At age 22, he was selected by George Lindsey of the T.C.C. to be one of twelve members of The Gentlemen of Canada, assembled to tour the UK during the summer of 1887, the Jubilee Year of Queen Victoria’s reign. Fleury acquitted himself well throughout the tour. His teammates nicknamed him “The Rustic,” a friendly reference to his rural roots. One of the highlights of the tour was a match in Cheshire, in which the Canadians met and played against the great Dr. W.G. Grace. Grace is considered among the very few truly legendary players of his era, and several of the Canadians had seen him play in Canada as young lads.
While a student at Osgoode Hall and as a young barrister, Fleury continued to play regularly in Canada and the US. During the summer tour of the Gentleman of Ireland, Fleury played against the touring Irishmen as part of the “all North” players in Orillia, Ontario, on August 27th, 1888. Fleury batted 20 runs in for the All North and recorded two outs as a bowler. As part of the Gentlemen of Canada, Fleury played on August 30th and September 1st against the Gentlemen of Ireland at the home of the Toronto Cricket Club, the Caer Howell ground in Toronto.
Fleury was an all-rounder. It was rare for a player to bat, bowl and field with equal skill. He was a left handed batsman, whose slow right-handed bowling was a well-known weapon, which the British Press once described colourfully as “mystifying his opponents.” He was a canny, swift fielder, and he had a good arm. As a batsman, he recorded at least two “Centuries” (over 100 runs in a single at-bat) and on another occasion came to within a single run of a third Century. Will scored 103 runs, not out, against a Québec side, and was awarded the Silver Trophy Badge by the Ontario Cricket Association in August, 1890.
At the ripe age of 39 Fleury will still playing Cricket. In a 1904 contest between the Toronto Cricket Club and Ridley College he opened the batting with 44 runs, and bowled a few overs in the same game.

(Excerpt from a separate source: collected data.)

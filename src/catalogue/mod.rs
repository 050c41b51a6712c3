//! Remote Catalogue Boundary
//!
//! The capability the daemon needs from the remote music service, plus the
//! service's wire shapes and their conversions into the domain model. The
//! protocol engine only ever sees `model::Track` / `model::Album`; the
//! JSON shapes stay inside this module.

use crate::error::CirrusResult;
use crate::model::{Album, Track};
use async_trait::async_trait;
use serde::Deserialize;

pub mod rest;

pub use rest::RestCatalogue;

/// What the daemon asks of the remote catalogue service.
#[async_trait]
pub trait CatalogueClient: Send + Sync {
    /// Free-text track search, at most `limit` results, in service order.
    async fn search_tracks(&self, query: &str, limit: usize) -> CirrusResult<Vec<Track>>;

    /// Free-text album search, at most `limit` results, in service order.
    async fn search_albums(&self, query: &str, limit: usize) -> CirrusResult<Vec<Album>>;

    /// Fetch one track by id.
    async fn track(&self, id: &str) -> CirrusResult<Track>;

    /// Fetch one album by id, optionally with its track listing.
    async fn album(&self, id: &str, include_tracks: bool) -> CirrusResult<Album>;

    /// The user's own library tracks.
    async fn user_tracks(&self) -> CirrusResult<Vec<Track>>;

    /// Resolve a short-lived streaming URL for a track. Never cached.
    async fn stream_url(&self, track_id: &str, device_id: &str) -> CirrusResult<String>;
}

/// Track as the service serializes it. Durations arrive as string millis.
#[derive(Debug, Clone, Deserialize)]
pub struct RemoteTrack {
    #[serde(default)]
    pub id: String,
    #[serde(default)]
    pub nid: String,
    #[serde(default)]
    pub title: String,
    #[serde(default)]
    pub album: String,
    #[serde(default)]
    pub artist: String,
    #[serde(default, rename = "albumId")]
    pub album_id: String,
    #[serde(default, rename = "durationMillis")]
    pub duration_millis: String,
}

impl From<RemoteTrack> for Track {
    fn from(remote: RemoteTrack) -> Self {
        // Unparseable durations become 0 rather than failing the lookup.
        let duration_ms = remote.duration_millis.parse().unwrap_or(0);
        Track {
            id: remote.id,
            nid: remote.nid,
            title: remote.title,
            album: remote.album,
            artist: remote.artist,
            album_id: remote.album_id,
            duration_ms,
        }
    }
}

/// Album as the service serializes it.
#[derive(Debug, Clone, Deserialize)]
pub struct RemoteAlbum {
    #[serde(default)]
    pub id: String,
    #[serde(default)]
    pub name: String,
    #[serde(default)]
    pub artist: String,
    #[serde(default)]
    pub year: String,
    #[serde(default)]
    pub tracks: Vec<RemoteTrack>,
}

impl From<RemoteAlbum> for Album {
    fn from(remote: RemoteAlbum) -> Self {
        Album {
            id: remote.id,
            name: remote.name,
            artist: remote.artist,
            year: remote.year,
            tracks: remote.tracks.into_iter().map(Track::from).collect(),
        }
    }
}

William Fleury was a skilled utility player, with a superior knowledge of the game, and he was highly respected by his peers, which led to his nomination to captain the Canadian XI in 1908 (U.S. Tour) and 1910 (U.K Tour). During the highly successful tour he led to England in 1910 the Canadians bested several seasoned sides of experienced players, and the English press gave them solid reviews.
As a member of the Gentlemen of Canada in 1887 and 1888, Fleury played a significant part in restoring Canada’s good name. The team carried national support and pride with it to England, taking the Canadian game to the heart of Cricket, the hallowed ground of the Oval at Lord’s in St. John’s Wood, London, which in Will’s day held 28,000 spectators. During the 1910 tour, Fleury, aged 45, captained, managed and coached the team, called the Canadian Zingari.

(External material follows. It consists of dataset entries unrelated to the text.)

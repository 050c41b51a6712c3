//! Domain Model
//!
//! Catalogue entities as the protocol engine sees them, independent of the
//! remote service's wire shapes. Conversions from those shapes live in the
//! `catalogue` module.

use std::fmt;

/// A single track from the remote catalogue.
#[derive(Debug, Clone, Default, PartialEq)]
pub struct Track {
    /// Primary catalogue id (may be empty for tracks only known by
    /// their network id)
    pub id: String,
    /// Secondary "network" id used when the primary id is absent
    pub nid: String,
    pub title: String,
    pub album: String,
    pub artist: String,
    pub album_id: String,
    pub duration_ms: u64,
}

impl Track {
    /// The id clients address this track by: the primary id, or the
    /// network id when the primary is absent. At least one is non-empty
    /// for any track handed to a client.
    pub fn file_id(&self) -> &str {
        if self.id.is_empty() {
            &self.nid
        } else {
            &self.id
        }
    }
}

impl fmt::Display for Track {
    /// MPD-response-formatted representation: the fixed 5-line record.
    fn fmt(&self, f: &mut fmt::Formatter<'_>) -> fmt::Result {
        writeln!(f, "file: {}", self.file_id())?;
        writeln!(f, "Time: {}", self.duration_ms / 1000)?;
        writeln!(f, "Artist: {}", self.artist)?;
        writeln!(f, "Title: {}", self.title)?;
        writeln!(f, "Album: {}", self.album)
    }
}

/// An album, optionally carrying its ordered track listing.
#[derive(Debug, Clone, Default, PartialEq)]
pub struct Album {
    pub id: String,
    pub name: String,
    pub artist: String,
    pub year: String,
    pub tracks: Vec<Track>,
}

/// An artist name, projected from distinct album artists in the store.
/// Never persisted on its own.
#[derive(Debug, Clone, Default, PartialEq)]
pub struct Artist {
    pub name: String,
}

The tours in which W. J. Fleury participated ran in stark contrast to the first tour of Canadian cricket players the young Dominion sent abroad to the Continent. During the abbreviated 1880 tour, the Canadian players were badly outmatched and outclassed, the Canadian captain was arrested mid-way through the tour as a deserter from the British Army, and despite heroic efforts to revive it, the tour collapsed.

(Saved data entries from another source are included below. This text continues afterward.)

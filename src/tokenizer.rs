//! Command Tokenizer
//!
//! Splits one protocol line into parameters. Unquoted parameters are
//! separated by runs of spaces and tabs; double quotes group words into a
//! single parameter, with backslash escaping inside quotes. The tokenizer
//! knows nothing about commands.

/// Scanner state over a single input line.
pub struct Tokenizer {
    chars: Vec<char>,
    pos: usize,
}

impl Tokenizer {
    pub fn new(input: &str) -> Self {
        Self {
            chars: input.chars().collect(),
            pos: 0,
        }
    }

    /// Returns the next whitespace-delimited word. Past end of input this
    /// deterministically returns an empty string; callers detect "no more
    /// parameters" that way.
    pub fn next_word(&mut self) -> String {
        let mut word = String::new();
        while let Some(c) = self.peek() {
            if is_space(c) {
                break;
            }
            word.push(c);
            self.pos += 1;
        }
        self.consume_spaces();
        word
    }

    /// Returns the next parameter: a quoted string if the input starts with
    /// a double quote, otherwise a plain word.
    pub fn next_param(&mut self) -> String {
        if self.peek() == Some('"') {
            self.next_string()
        } else {
            self.next_word()
        }
    }

    /// Parses a quoted parameter. The backslash suppresses interpretation of
    /// the following character: the backslash is dropped, the escaped
    /// character kept literally. An unterminated quote consumes to end of
    /// input and returns what was accumulated (lenient recovery, not an
    /// error).
    fn next_string(&mut self) -> String {
        let mut out = String::new();
        if self.peek() != Some('"') {
            return out;
        }
        self.pos += 1;
        while let Some(c) = self.peek() {
            match c {
                '"' => {
                    self.pos += 1;
                    break;
                }
                '\\' => {
                    self.pos += 1;
                    if let Some(escaped) = self.peek() {
                        out.push(escaped);
                        self.pos += 1;
                    }
                }
                _ => {
                    out.push(c);
                    self.pos += 1;
                }
            }
        }
        self.consume_spaces();
        out
    }

    fn consume_spaces(&mut self) {
        while let Some(c) = self.peek() {
            if !is_space(c) {
                break;
            }
            self.pos += 1;
        }
    }

    fn peek(&self) -> Option<char> {
        self.chars.get(self.pos).copied()
    }
}

fn is_space(c: char) -> bool {
    c == ' ' || c == '\t'
}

In 1887, the Canadians had much to overcome, and the tour was a triumph. By 1910 the Canadians had proved themselves on the world stage, the British press pronounced them of a caliber equal to the best in the world, and mused about the possibility of a Canadian-British test match. Although that was never to be, W. J. Fleury himself could take personal pride in that success. He was part of it.
W. J. Fleury died in 1946. Recognizing his dedication and leadership and his life-long passion, for the sport of Cricket, while representing both Aurora and Canada, we are proud to welcome William James Fleury as the first cricket player to be inducted into the Aurora Sports Hall of Fame.